Sometime we will get blankets.
So, your main thing is your plastic and your blanket.
But sometimes, when the police come, they put the fire on your blanket and your plastic.
So whenever now, when they say, You have to save your blanket and your plastic because that's your survival toils.
Without them, you're nothing.
You're going to have a nightmare every night.
So when they say, The first thing you do, you wrap your blanket, you wrap your plastic, you climb on top of the tree sometimes to hide it, but sometimes they climb on top of it.
They see that and they climb on top to take it and burn it.
So you wrap it sometimes, you just run with it.
You don't know how this run is going to end.
Maybe you're going to get caught because they always surround you.
Then we're gonna like sometime when you find found out you find out that you get surrounded you just go to hide somewhere and you're gonna stay like immobile for hours because they have like uh how they call miniculars Benarculus?
Benarculus.
To look from the other side and communicate over the turkey walking, like seeing if there is emotion somewhere, some people.
So we have to get in the hardest part in the forest, that they can get there.
Even if they are suspecting that we might be there, just this stake, It doesn't allow them to go there because they get hurt.

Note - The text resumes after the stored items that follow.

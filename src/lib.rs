#![warn(
    missing_docs,
    missing_debug_implementations,
    missing_copy_implementations,
    trivial_casts,
    trivial_numeric_casts,
    unsafe_code,
    unstable_features,
    unused_import_braces,
    unused_qualifications
)]

//! A crate to store and incrementally maintain compressed Paths between the Regions of a Grid.
//!
//! ## Introduction
//! Searching a large Grid with A* for every request is expensive, so this crate splits the
//! Grid into Regions: small connected groups of open Tiles, each with one representative
//! Tile. For every pair of neighboring Regions, the optimal Path between their representatives
//! is calculated once, compressed to a short list of Subgoals and stored in a
//! [`RegionDatabase`]. Answering a request then only means searching the (much smaller)
//! Region Graph and stitching the stored Segments together.
//!
//! The interesting part is keeping that database up to date: when a single Tile of the Grid
//! becomes a wall or stops being one, the Regions around it may disappear, split, appear or
//! gain and lose neighbors. [`RegionDatabase::apply`] patches the stored Paths for each of
//! those [`RegionChange`]s in place, recycling the storage slots of removed Regions, so that
//! the database answers exactly as if it had been rebuilt from scratch.
//!
//! ## Examples
//! Building the database:
//! ```
//! use region_pathfinding::prelude::*;
//!
//! let grid = GridMap::from_ascii(
//!     "\
//!     ......\n\
//!     ..@@..\n\
//!     ......\n\
//!     ......",
//! );
//! let neighborhood = MooreNeighborhood::new(grid.width(), grid.height());
//! let regions = SectorAbstraction::new(&grid, neighborhood, 3);
//!
//! let database = RegionDatabase::build(
//!     &regions,
//!     &GridOracle::new(&grid, neighborhood),
//!     &HillClimbCompressor,
//!     DatabaseConfig::default(),
//! )
//! .unwrap();
//!
//! let (start, goal) = (grid.state_at((0, 0)), grid.state_at((5, 3)));
//! let path = database
//!     .find_path(&regions, start, goal, &GridOracle::new(&grid, neighborhood), &HillClimbCompressor)
//!     .unwrap();
//! assert!(path.is_some());
//! ```
//!
//! ### Updating the database
//! The database never stores the Grid. After changing a Tile, tell the abstraction about it,
//! which classifies the change and lets the database patch itself:
//! ```
//! # use region_pathfinding::prelude::*;
//! #
//! # let mut grid = GridMap::from_ascii(
//! #     "\
//! #     ......\n\
//! #     ..@@..\n\
//! #     ......\n\
//! #     ......",
//! # );
//! # let neighborhood = MooreNeighborhood::new(grid.width(), grid.height());
//! # let mut regions = SectorAbstraction::new(&grid, neighborhood, 3);
//! # let mut database = RegionDatabase::build(
//! #     &regions,
//! #     &GridOracle::new(&grid, neighborhood),
//! #     &HillClimbCompressor,
//! #     DatabaseConfig::default(),
//! # )
//! # .unwrap();
//! let cell = grid.state_at((2, 2));
//! grid.set_blocked(cell, true);
//!
//! regions
//!     .apply_edit(&grid, cell, &mut database, &HillClimbCompressor)
//!     .unwrap();
//!
//! database.check_invariants().unwrap();
//! ```

/// Identifies a single Tile (State) of the Grid: `y * width + x`
pub type StateId = u32;

/// The Type used to reference a Region
///
/// Valid identifiers start at [`REGION_ID_OFFSET`], so that `0` can mean "no Region".
pub type RegionId = u32;

/// Index of a Region inside the arrays of the [`RegionDatabase`]
pub type Location = usize;

/// The Cost of a Path. Costs are always integers.
pub type Cost = usize;

/// A shorthand for Points on the grid
pub type Point = (usize, usize);

/// The first valid [`RegionId`]
pub const REGION_ID_OFFSET: RegionId = 1;

/// Converts a [`RegionId`] into its [`Location`], or `None` for the reserved ids below
/// [`REGION_ID_OFFSET`]
pub fn region_location(id: RegionId) -> Option<Location> {
    id.checked_sub(REGION_ID_OFFSET).map(|loc| loc as Location)
}

/// Converts a [`Location`] back into the [`RegionId`] stored there
pub fn region_id(location: Location) -> RegionId {
    location as RegionId + REGION_ID_OFFSET
}

#[cfg(feature = "log")]
macro_rules! debug {
    ($($arg:tt)*) => {
        log::debug!($($arg)*)
    };
}
#[cfg(not(feature = "log"))]
macro_rules! debug {
    ($($arg:tt)*) => {{
        let _ = format_args!($($arg)*);
    }};
}

#[cfg(feature = "log")]
macro_rules! trace {
    ($($arg:tt)*) => {
        log::trace!($($arg)*)
    };
}
#[cfg(not(feature = "log"))]
macro_rules! trace {
    ($($arg:tt)*) => {{
        let _ = format_args!($($arg)*);
    }};
}

mod error;
pub use error::{Error, Result};

mod utils;

pub mod neighbors;

pub mod grid;

pub mod path;

pub mod oracle;

pub mod compress;

pub mod region;

pub mod abstraction;

pub mod database;
pub use database::{DatabaseConfig, RegionChange, RegionDatabase, RegionSeed};

/// The prelude for this crate.
pub mod prelude {
    pub use crate::{
        abstraction::SectorAbstraction,
        compress::{HillClimbCompressor, IdentityCompressor, PathCompressor},
        database::{DatabaseConfig, RegionChange, RegionDatabase, RegionSeed, TableSnapshot},
        grid::GridMap,
        neighbors::{ManhattanNeighborhood, MooreNeighborhood, Neighborhood},
        oracle::{GridOracle, PathOracle},
        path::{Path, SubgoalPath},
        region::{Region, RegionMap, RegionModel},
        Cost, Error, Location, Point, RegionId, StateId, REGION_ID_OFFSET,
    };
}
//! The database of compressed Paths between neighboring Regions.
//!
//! A [`RegionDatabase`] stores one [`AdjacencyRow`] per Region, at the [`Location`] derived
//! from the Region's id (see [`region_location`](crate::region_location)). Rows of removed
//! Regions are cleared and their Location goes back to the [`SlotAllocator`], to be reused by
//! the next Region that is created.

mod config;
pub use config::DatabaseConfig;

mod slots;
pub use slots::SlotAllocator;

mod row;
pub use row::{AdjacencyRow, Edge};

mod build;

mod query;

mod update;
pub use update::{RegionChange, RegionSeed};

mod invariants;

mod snapshot;
pub use snapshot::{RowSnapshot, TableSnapshot};

use crate::{region_id, region_location, Error, Location, RegionId, Result, StateId};

/// The precomputed Paths between all neighboring Regions of an abstraction.
///
/// See the [crate documentation](crate) for an overview.
#[derive(Clone, Debug)]
pub struct RegionDatabase {
    table: Vec<Option<AdjacencyRow>>,
    slots: SlotAllocator,
    config: DatabaseConfig,
}

impl RegionDatabase {
    /// The config the database was created with
    pub fn config(&self) -> &DatabaseConfig {
        &self.config
    }

    /// The number of live Regions
    pub fn region_count(&self) -> usize {
        self.slots.live_count()
    }

    /// The number of Locations, including free ones
    pub fn capacity(&self) -> usize {
        self.table.len()
    }

    /// The Locations that will be handed to the next new Regions, last one first
    pub fn free_locations(&self) -> &[Location] {
        self.slots.free_locations()
    }

    /// `true` if `id` refers to a live Region
    pub fn contains(&self, id: RegionId) -> bool {
        self.row(id).is_some()
    }

    /// The ids of all live Regions in ascending order
    pub fn region_ids(&self) -> impl Iterator<Item = RegionId> + '_ {
        self.table
            .iter()
            .enumerate()
            .filter(|(_, row)| row.is_some())
            .map(|(loc, _)| region_id(loc))
    }

    /// The adjacency list of a Region
    pub fn row(&self, id: RegionId) -> Option<&AdjacencyRow> {
        region_location(id).and_then(|loc| self.row_at(loc))
    }

    /// The adjacency list stored at a Location
    pub fn row_at(&self, loc: Location) -> Option<&AdjacencyRow> {
        self.table.get(loc).and_then(Option::as_ref)
    }

    /// The representative State of a Region
    pub fn representative_of(&self, id: RegionId) -> Option<StateId> {
        self.row(id).map(AdjacencyRow::representative)
    }

    /// The stored connection from `from` to `to`, if they are neighbors
    pub fn edge(&self, from: RegionId, to: RegionId) -> Option<&Edge> {
        let target = region_location(to)?;
        self.row(from)?.edge_to(target)
    }

    /// The ids of all Regions with a present entry in the Row of `id`, in Row order
    pub fn neighbor_ids(&self, id: RegionId) -> Vec<RegionId> {
        self.row(id)
            .map(|row| row.edges().map(|(_, e)| region_id(e.target())).collect())
            .unwrap_or_default()
    }

    fn location_of(&self, id: RegionId) -> Result<Location> {
        match region_location(id) {
            Some(loc) if self.row_at(loc).is_some() => Ok(loc),
            _ => Err(Error::UnknownRegion(id)),
        }
    }

    fn live_row(&self, loc: Location) -> Result<&AdjacencyRow> {
        self.row_at(loc)
            .ok_or_else(|| Error::UnknownRegion(region_id(loc)))
    }

    fn live_row_mut(&mut self, loc: Location) -> Result<&mut AdjacencyRow> {
        self.table
            .get_mut(loc)
            .and_then(Option::as_mut)
            .ok_or_else(|| Error::UnknownRegion(region_id(loc)))
    }

    /// Makes sure that the next `count` allocations succeed
    fn reserve(&mut self, count: usize) {
        let free = self.slots.free_locations().len();
        if free >= count {
            return;
        }
        let growth = self
            .config
            .growth_for(self.slots.live_count())
            .max(count - free);
        let range = self.slots.grow(growth);
        self.table.resize(range.end, None);
        debug!(
            "grew the region table by {} to {} locations",
            growth,
            self.table.len()
        );
    }

    fn allocate(&mut self) -> Result<Location> {
        self.reserve(1);
        self.slots.allocate()
    }

    fn release(&mut self, loc: Location) -> Result<()> {
        self.slots.free(loc)?;
        self.table[loc] = None;
        Ok(())
    }
}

So you have to go to this pain to support all this pain.
Like, okay, he's hurting, but this is my only way to survive because they can come there to find you.
Even though, because they are not sure 100% that you're there to take all that risk.
So you have to stay quiet for like hours.
Then, under the rain sometimes, whatever is the issue, you have to stay there.
And sometimes, if you're really surrounded, if you see them before they surround you guys, you just start to run over the mountains and mountains for hours before then.
Spend a few hours in the run before coming back in the evening, knowing that they might be back because they have to go back.
They get tired too.
They have to eat.
They have to do all these things.
You can take that, but they cannot take that as much as you guys.
So that's how we do that.
So, after missing my boss to go to Tanger, two days after I came back and I have some phone.
You know, we have some phone.
It was just for call.
And I turn on my phone because we always turn off to save batteries.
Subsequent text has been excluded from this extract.